Regarding the Mistreatment of American Citizens by Turkish Officials During the Meeting of Pope Benedict XVI and Patriarch Bartholomew
WASHINGTON, DC--On December 18, 2006, AHI Executive Nick Larigakis sent a letter to Secretary of State Condoleezza Rice regarding the mistreatment of American citizens by Turkish officials during the meeting of Pope Benedict XVI and Patriarch Bartholomew at the Ecumenical Patriarchate in late November. Mr. Larigakis was in Istanbul as part of the Archon pilgrimage on the occasion of the historic visit between Pope Benedict XVI and Patriarch Bartholomew.
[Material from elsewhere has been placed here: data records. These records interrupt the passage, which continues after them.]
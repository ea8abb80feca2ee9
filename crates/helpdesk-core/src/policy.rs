//! Role-based authorization: pure functions, no store access.
//!
//! The session layer authenticates a request, then asks this module whether
//! the acting principal may perform an action (optionally against a
//! specific ticket) before invoking any store operation. Everything here is
//! a total function over `(role, action, resource)`; denials surface as
//! [`Error::PermissionDenied`], never as a domain error.
//!
//! Supervisor and admin are one equivalence class behind
//! [`Role::is_elevated`]; distinguishing them later means extending the
//! table here, not patching call sites.

use serde::Serialize;
use std::fmt;

use crate::error::{Error, Result};
use crate::model::ids::UserId;
use crate::model::ticket::Ticket;
use crate::model::user::{Role, User};

/// Everything a principal can ask to do.
#[derive(Debug, Clone, Copy, PartialEq, Eq, Hash, Serialize)]
#[serde(rename_all = "kebab-case")]
pub enum Action {
    CreateTicket,
    ViewTicket,
    ReplyTicket,
    EditTicket,
    CloseTicket,
    AssignTicket,
    DeleteTicket,
    ManageUsers,
    ManageCategories,
}

impl Action {
    const fn as_str(self) -> &'static str {
        match self {
            Self::CreateTicket => "create-ticket",
            Self::ViewTicket => "view-ticket",
            Self::ReplyTicket => "reply-ticket",
            Self::EditTicket => "edit-ticket",
            Self::CloseTicket => "close-ticket",
            Self::AssignTicket => "assign-ticket",
            Self::DeleteTicket => "delete-ticket",
            Self::ManageUsers => "manage-users",
            Self::ManageCategories => "manage-categories",
        }
    }
}

impl fmt::Display for Action {
    fn fmt(&self, f: &mut fmt::Formatter<'_>) -> fmt::Result {
        f.write_str(self.as_str())
    }
}

/// Capability interface for "is a valid session principal".
///
/// Implemented by [`User`]; the session layer may implement it on its own
/// session wrapper instead of threading full user records around.
pub trait Principal {
    fn id(&self) -> UserId;
    fn role(&self) -> Role;
    fn username(&self) -> &str;
}

impl Principal for User {
    fn id(&self) -> UserId {
        self.id
    }

    fn role(&self) -> Role {
        self.role
    }

    fn username(&self) -> &str {
        &self.username
    }
}

/// The coarse role/action table, before any per-resource ownership check.
#[must_use]
pub const fn role_allows(role: Role, action: Action) -> bool {
    match role {
        Role::Customer => matches!(
            action,
            Action::CreateTicket
                | Action::ViewTicket
                | Action::ReplyTicket
                | Action::EditTicket
                | Action::CloseTicket
        ),
        Role::Agent => matches!(
            action,
            Action::ViewTicket | Action::ReplyTicket | Action::EditTicket
        ),
        Role::Supervisor | Role::Admin => !matches!(action, Action::CreateTicket),
    }
}

/// Check the role table, without a resource in hand.
pub fn authorize<P: Principal + ?Sized>(principal: &P, action: Action) -> Result<()> {
    if role_allows(principal.role(), action) {
        Ok(())
    } else {
        Err(Error::PermissionDenied {
            role: principal.role(),
            action,
        })
    }
}

/// Check an action against a specific ticket, including ownership.
///
/// Customers may act only on tickets they created; agents only on tickets
/// in their visible set (assigned to them or unclaimed). Elevated roles
/// pass on the role table alone.
pub fn authorize_ticket<P: Principal + ?Sized>(
    principal: &P,
    action: Action,
    ticket: &Ticket,
) -> Result<()> {
    authorize(principal, action)?;
    if principal.role().is_elevated() || can_view(principal, ticket) {
        Ok(())
    } else {
        Err(Error::PermissionDenied {
            role: principal.role(),
            action,
        })
    }
}

/// The visibility filter.
///
/// - customer: only tickets they created;
/// - agent: tickets assigned to them plus the unassigned pool;
/// - supervisor/admin: everything, tombstones included.
#[must_use]
pub fn can_view<P: Principal + ?Sized>(principal: &P, ticket: &Ticket) -> bool {
    match principal.role() {
        Role::Customer => ticket.created_by == principal.id(),
        Role::Agent => ticket
            .assigned_to
            .as_ref()
            .is_none_or(|agent| agent.id == principal.id()),
        Role::Supervisor | Role::Admin => true,
    }
}

/// Guard for `delete_user`: requires the manage-users capability and rejects
/// self-deletion regardless of role.
pub fn authorize_user_delete<P: Principal + ?Sized>(principal: &P, target: UserId) -> Result<()> {
    authorize(principal, Action::ManageUsers)?;
    if principal.id() == target {
        return Err(Error::PermissionDenied {
            role: principal.role(),
            action: Action::ManageUsers,
        });
    }
    Ok(())
}

#[cfg(test)]
mod tests {
    use super::{Action, Principal, authorize, authorize_user_delete, can_view, role_allows};
    use crate::error::Error;
    use crate::model::ids::{TicketId, UserId};
    use crate::model::ticket::{AgentRef, Status, Ticket};
    use crate::model::user::Role;
    use chrono::Utc;

    struct Session {
        id: UserId,
        role: Role,
    }

    impl Principal for Session {
        fn id(&self) -> UserId {
            self.id
        }

        fn role(&self) -> Role {
            self.role
        }

        fn username(&self) -> &str {
            "session"
        }
    }

    fn ticket(created_by: u64, assigned_to: Option<u64>) -> Ticket {
        Ticket {
            id: TicketId(1),
            title: "vpn drops".into(),
            content: "every hour, on the hour".into(),
            status: Status::Open,
            created_by: UserId(created_by),
            assigned_to: assigned_to.map(|id| AgentRef {
                id: UserId(id),
                username: format!("agent{id}"),
            }),
            category: None,
            logs: Vec::new(),
            created_at: Utc::now(),
        }
    }

    #[test]
    fn customers_cannot_assign_or_manage() {
        assert!(role_allows(Role::Customer, Action::CreateTicket));
        assert!(!role_allows(Role::Customer, Action::AssignTicket));
        assert!(!role_allows(Role::Customer, Action::DeleteTicket));
        assert!(!role_allows(Role::Customer, Action::ManageUsers));
    }

    #[test]
    fn agents_work_tickets_but_nothing_else() {
        assert!(role_allows(Role::Agent, Action::ReplyTicket));
        assert!(role_allows(Role::Agent, Action::EditTicket));
        assert!(!role_allows(Role::Agent, Action::AssignTicket));
        assert!(!role_allows(Role::Agent, Action::CloseTicket));
        assert!(!role_allows(Role::Agent, Action::ManageCategories));
    }

    #[test]
    fn elevated_roles_manage_but_do_not_file() {
        for role in [Role::Supervisor, Role::Admin] {
            assert!(!role_allows(role, Action::CreateTicket));
            assert!(role_allows(role, Action::AssignTicket));
            assert!(role_allows(role, Action::ManageUsers));
        }
    }

    #[test]
    fn supervisor_and_admin_tables_are_identical() {
        let actions = [
            Action::CreateTicket,
            Action::ViewTicket,
            Action::ReplyTicket,
            Action::EditTicket,
            Action::CloseTicket,
            Action::AssignTicket,
            Action::DeleteTicket,
            Action::ManageUsers,
            Action::ManageCategories,
        ];
        for action in actions {
            assert_eq!(
                role_allows(Role::Supervisor, action),
                role_allows(Role::Admin, action),
                "tables diverge on {action}"
            );
        }
    }

    #[test]
    fn denial_carries_role_and_action() {
        let customer = Session {
            id: UserId(1),
            role: Role::Customer,
        };
        let err = authorize(&customer, Action::AssignTicket).expect_err("must deny");
        assert_eq!(
            err,
            Error::PermissionDenied {
                role: Role::Customer,
                action: Action::AssignTicket,
            }
        );
    }

    #[test]
    fn customer_sees_only_own_tickets() {
        let alice = Session {
            id: UserId(1),
            role: Role::Customer,
        };
        assert!(can_view(&alice, &ticket(1, None)));
        assert!(!can_view(&alice, &ticket(2, None)));
    }

    #[test]
    fn agent_sees_own_and_unassigned_only() {
        let bob = Session {
            id: UserId(5),
            role: Role::Agent,
        };
        assert!(can_view(&bob, &ticket(1, Some(5))));
        assert!(can_view(&bob, &ticket(1, None)), "unclaimed pool is visible");
        assert!(!can_view(&bob, &ticket(1, Some(6))));
    }

    #[test]
    fn elevated_roles_see_everything() {
        let boss = Session {
            id: UserId(9),
            role: Role::Supervisor,
        };
        assert!(can_view(&boss, &ticket(1, Some(5))));
    }

    #[test]
    fn self_deletion_is_rejected_even_for_admin() {
        let admin = Session {
            id: UserId(3),
            role: Role::Admin,
        };
        assert!(authorize_user_delete(&admin, UserId(4)).is_ok());
        assert!(matches!(
            authorize_user_delete(&admin, UserId(3)),
            Err(Error::PermissionDenied { .. })
        ));
    }
}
The text of the letter follows:
December 18, 2006
The Honorable Condoleezza Rice
Secretary of State
2201 C Street, N.W.
Department of State
Washington, D.C. 20520
Re: Mistreatment of American citizens by Turkish officials
Dear Madame Secretary:
I write to make you aware of the recent mistreatment, that I had the opportunity to witness first hand, of approximately 150 Americans at the hands of Turkish officials. The occasion was the late-November pilgrimage to Istanbul by American Archons of the Ecumenical Patriarchate and their families and friends to witness the historic meeting of Pope Benedict XVI and Patriarch Bartholomew I at the Ecumenical Patriarchate. The mistreatment consisted of harassment and unnecessary delays in allowing us to enter and exit the scheduled ceremonies and liturgies conducted in honor of the Pope's visit.
The mistreatment began on the evening of November 29, 2006, when we attended the welcome ceremony and Doxology of Peace in the Pope's honor at the Patriarchal Cathedral of Saint George. The organizers of our group had arranged for our buses to drop us off almost three hours early to clear security and take early places inside for what was expected to be a very full cathedral. Because it was only a short walk from the bus drop-off point to the cathedral entrance, and because we expected to be inside quickly and then for several hours during the liturgy, we were advised to dispense with overcoats.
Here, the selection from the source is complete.